I am wondering if there's a "best" option for collation in MySQL for any general website in which you aren't 100% of the items is going to be joined? I realize that the encodings ought to be the same, for example MySQL, Apache, the HTML and anything inside PHP.
Previously I've set PHP to output in "UTF-8", but which collation performs this match in MySQL? I am thinking it's among the UTF-8 ones, but I have tried personally utf8_unicode_ci, utf8_general_ci, and utf8_bin before.
The primary difference is sorting precision (when evaluating figures within the language) and gratifaction. The only real special the first is utf8_bin that is for evaluating figures in binary format.

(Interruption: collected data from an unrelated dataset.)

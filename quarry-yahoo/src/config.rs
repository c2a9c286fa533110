use std::time::Duration;

use serde::{Deserialize, Serialize};

/// Connection settings for the Yahoo Finance endpoints.
#[derive(Debug, Clone, PartialEq, Eq, Serialize, Deserialize)]
pub struct YahooConfig {
    /// Scheme and host of the API, e.g. `https://query2.finance.yahoo.com`.
    pub base_url: String,
    /// `User-Agent` header; Yahoo rejects requests without a browser-like agent.
    pub user_agent: String,
    /// Session crumb appended as a query parameter when present.
    pub crumb: Option<String>,
    /// Session cookie sent with every request when present.
    pub cookie: Option<String>,
    /// Transport-level timeout for a single HTTP request.
    pub timeout: Duration,
}

const DEFAULT_USER_AGENT: &str = "Mozilla/5.0 (X11; Linux x86_64) AppleWebKit/537.36 \
    (KHTML, like Gecko) Chrome/126.0 Safari/537.36";

impl Default for YahooConfig {
    fn default() -> Self {
        Self {
            base_url: "https://query2.finance.yahoo.com".to_string(),
            user_agent: DEFAULT_USER_AGENT.to_string(),
            crumb: None,
            cookie: None,
            timeout: Duration::from_secs(15),
        }
    }
}
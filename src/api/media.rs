use crate::api::error::ApiError;
use crate::state::AppState;
use crate::streams::ResolvedStream;
use audiotube_resolver::{DateFilter, SearchResult, VideoId};
use axum::Json;
use axum::extract::{Path, Query, State};
use serde::Deserialize;
use serde_json::{Value, json};

#[derive(Debug, Deserialize)]
pub struct SearchParams {
    #[serde(default)]
    q: String,
    #[serde(default)]
    date: String,
}

/// Unknown date filters are ignored rather than rejected.
pub async fn search(
    State(state): State<AppState>,
    Query(params): Query<SearchParams>,
) -> Result<Json<Vec<SearchResult>>, ApiError> {
    if params.q.trim().is_empty() {
        return Ok(Json(Vec::new()));
    }
    let filter = params.date.parse::<DateFilter>().ok();
    Ok(Json(state.resolver.search(&params.q, filter).await?))
}

/// Metadata is a best-effort enrichment of search results: any failure is
/// reported in-band as `{"id": ..., "error": true}`.
pub async fn metadata(State(state): State<AppState>, Path(video_id): Path<String>) -> Json<Value> {
    let failed = || Json(json!({ "id": video_id, "error": true }));
    let Ok(id) = VideoId::parse(&video_id) else {
        return failed();
    };
    match state.resolver.metadata(&id).await {
        Ok(metadata) => Json(json!(metadata)),
        Err(err) => {
            tracing::warn!(video_id = %id, error = ?err, "Metadata lookup failed");
            failed()
        },
    }
}

pub async fn stream(
    State(state): State<AppState>,
    Path(video_id): Path<String>,
) -> Result<Json<ResolvedStream>, ApiError> {
    let id = VideoId::parse(&video_id)?;
    Ok(Json(state.streams.resolve(&id).await?))
}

utf8_general_ci is sort of faster than utf8_unicode_ci, but less accurate (for sorting). The particular language utf8 encoding (for example utf8_swedish_ci) contain additional language rules which make them probably the most accurate to sort for individuals languages. More often than not I personally use utf8_unicode_ci (I favor precision to small performance enhancements), unless of course I've got a valid reason to should you prefer a specific language.
Read more about specific unicode character sets around the MySQL manual - http://dev.mysql.com/doc/refman/5./en/charset-unicode-sets.html
Collations affect how information is sorted and just how strings are in comparison to one another. Which means you need to use the collation that much of your customers expect.
Example in the documentation:
utf8_general_ciis also acceptable for German and French, except that ‘ß’ is equivalent to ‘s’, and never to ‘ss’. If this sounds like appropriate for your application, then you need to use
utf8_general_cisince it is faster. Otherwise, use
utf8_unicode_cibecause it's better.
So - it is dependent in your expected users list as well as on just how much you'll need correct sorting. To have an British users list,
utf8_general_ci should suffice, for other languages, like Swedish, special collations happen to be produced.